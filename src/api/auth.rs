//! Authentication API endpoints
//!
//! - POST /api/v1/register/ - create an account and log it in
//! - POST /api/v1/login/ - log in, sets the session cookie
//! - POST /api/v1/token/ - log in, token only
//! - POST /api/v1/logout/ - end the current session
//! - GET|PUT|PATCH /api/v1/profile/ - the caller's own profile
//! - GET /api/v1/permissions/ - the caller's roles and permissions

use axum::{
    extract::State,
    http::{header, HeaderMap, HeaderValue, StatusCode},
    response::IntoResponse,
    routing::{get, post},
    Json, Router,
};
use serde::{Deserialize, Serialize};

use crate::api::extract::ApiJson;
use crate::api::middleware::{ApiError, AppState, CurrentUser};
use crate::api::responses::{PermissionsResponse, ProfileResponse, UserResponse};
use crate::api::security::ClientIp;
use crate::models::ProfileChanges;
use crate::services::{Action, LoginInput, RegisterInput, Resource};

/// Request body for user registration
#[derive(Debug, Deserialize)]
pub struct RegisterRequest {
    pub username: String,
    pub email: String,
    pub password: String,
    pub password2: Option<String>,
    #[serde(default)]
    pub first_name: String,
    #[serde(default)]
    pub last_name: String,
}

#[derive(Debug, Serialize)]
pub struct RegisterResponse {
    pub user_id: i64,
    pub username: String,
    pub token: String,
}

/// Request body for user login
#[derive(Debug, Deserialize)]
pub struct LoginRequest {
    #[serde(alias = "username_or_email")]
    pub username: String,
    pub password: String,
}

/// Response for successful authentication
#[derive(Debug, Serialize)]
pub struct AuthResponse {
    pub token: String,
    pub user: UserResponse,
}

#[derive(Debug, Serialize)]
pub struct TokenResponse {
    pub token: String,
}

/// Request body for profile edits. Absent fields stay unchanged.
#[derive(Debug, Default, Deserialize)]
pub struct UpdateProfileRequest {
    pub email: Option<String>,
    pub first_name: Option<String>,
    pub last_name: Option<String>,
    pub bio: Option<String>,
    /// `null` clears the picture
    #[serde(default, deserialize_with = "deserialize_some")]
    pub profile_picture: Option<Option<String>>,
}

/// Tell "field absent" apart from "field set to null"
fn deserialize_some<'de, T, D>(deserializer: D) -> Result<Option<T>, D::Error>
where
    T: Deserialize<'de>,
    D: serde::Deserializer<'de>,
{
    T::deserialize(deserializer).map(Some)
}

pub fn router() -> Router<AppState> {
    Router::new()
        .route("/register/", post(register))
        .route("/login/", post(login))
        .route("/token/", post(obtain_token))
        .route("/logout/", post(logout))
        .route(
            "/profile/",
            get(get_profile).put(update_profile).patch(update_profile),
        )
        .route("/permissions/", get(permissions))
}

fn cookie_headers(cookie: &str) -> Result<HeaderMap, ApiError> {
    let mut headers = HeaderMap::new();
    headers.insert(
        header::SET_COOKIE,
        HeaderValue::from_str(cookie).map_err(ApiError::internal)?,
    );
    Ok(headers)
}

/// POST /api/v1/register/
async fn register(
    State(state): State<AppState>,
    ApiJson(body): ApiJson<RegisterRequest>,
) -> Result<impl IntoResponse, ApiError> {
    let input = RegisterInput {
        username: body.username,
        email: body.email,
        password: body.password,
        password2: body.password2,
        first_name: body.first_name,
        last_name: body.last_name,
    };
    let registration = state.user_service.register(input).await?;
    let headers = cookie_headers(&state.session_cookie(&registration.session.id))?;

    Ok((
        StatusCode::CREATED,
        headers,
        Json(RegisterResponse {
            user_id: registration.user.id,
            username: registration.user.username,
            token: registration.session.id,
        }),
    ))
}

/// POST /api/v1/login/
async fn login(
    State(state): State<AppState>,
    ClientIp(ip): ClientIp,
    ApiJson(body): ApiJson<LoginRequest>,
) -> Result<impl IntoResponse, ApiError> {
    let (session, user) = state
        .user_service
        .login(LoginInput::new(body.username, body.password), ip)
        .await?;
    let headers = cookie_headers(&state.session_cookie(&session.id))?;

    Ok((
        headers,
        Json(AuthResponse {
            token: session.id,
            user: user.into(),
        }),
    ))
}

/// POST /api/v1/token/
async fn obtain_token(
    State(state): State<AppState>,
    ClientIp(ip): ClientIp,
    ApiJson(body): ApiJson<LoginRequest>,
) -> Result<Json<TokenResponse>, ApiError> {
    let (session, _user) = state
        .user_service
        .login(LoginInput::new(body.username, body.password), ip)
        .await?;
    Ok(Json(TokenResponse { token: session.id }))
}

/// POST /api/v1/logout/
async fn logout(
    State(state): State<AppState>,
    CurrentUser(auth): CurrentUser,
) -> Result<impl IntoResponse, ApiError> {
    state.user_service.logout(&auth.token).await?;
    tracing::info!(user_id = auth.user.id, "User logged out");

    let headers = cookie_headers("session=; Path=/; HttpOnly; SameSite=Lax; Max-Age=0")?;
    Ok((StatusCode::NO_CONTENT, headers))
}

/// GET /api/v1/profile/
async fn get_profile(
    State(state): State<AppState>,
    CurrentUser(auth): CurrentUser,
) -> Result<Json<ProfileResponse>, ApiError> {
    let owner_id = Some(auth.user.id);
    state.authorize(Some(&auth), Action::View, Resource::Profile { owner_id })?;

    let (user, profile) = state.user_service.get_profile(auth.user.id).await?;
    Ok(Json(ProfileResponse::new(user, profile)))
}

/// PUT|PATCH /api/v1/profile/
async fn update_profile(
    State(state): State<AppState>,
    CurrentUser(auth): CurrentUser,
    ApiJson(body): ApiJson<UpdateProfileRequest>,
) -> Result<Json<ProfileResponse>, ApiError> {
    let owner_id = Some(auth.user.id);
    state.authorize(Some(&auth), Action::Update, Resource::Profile { owner_id })?;

    let changes = ProfileChanges {
        email: body.email,
        first_name: body.first_name,
        last_name: body.last_name,
        bio: body.bio,
        profile_picture: body.profile_picture,
    };
    let (user, profile) = state.user_service.update_profile(auth.user.id, changes).await?;
    Ok(Json(ProfileResponse::new(user, profile)))
}

/// GET /api/v1/permissions/
async fn permissions(CurrentUser(auth): CurrentUser) -> Json<PermissionsResponse> {
    Json(auth.principal.into())
}
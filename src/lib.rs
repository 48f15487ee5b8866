//! Inkwell - book catalog, blog and social follow API
//!
//! This library provides the storage, services and HTTP layer of the
//! Inkwell server. The binary in `main.rs` only wires configuration,
//! logging and the listener around [`api::build_router`].

pub mod api;
pub mod cache;
pub mod config;
pub mod db;
pub mod models;
pub mod services;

▶ **EXERCISE DIRECTIONS**
Give the count of lines in the listing that hold the word "filename", and nothing else.

▶ **ANSWER SECTION**
2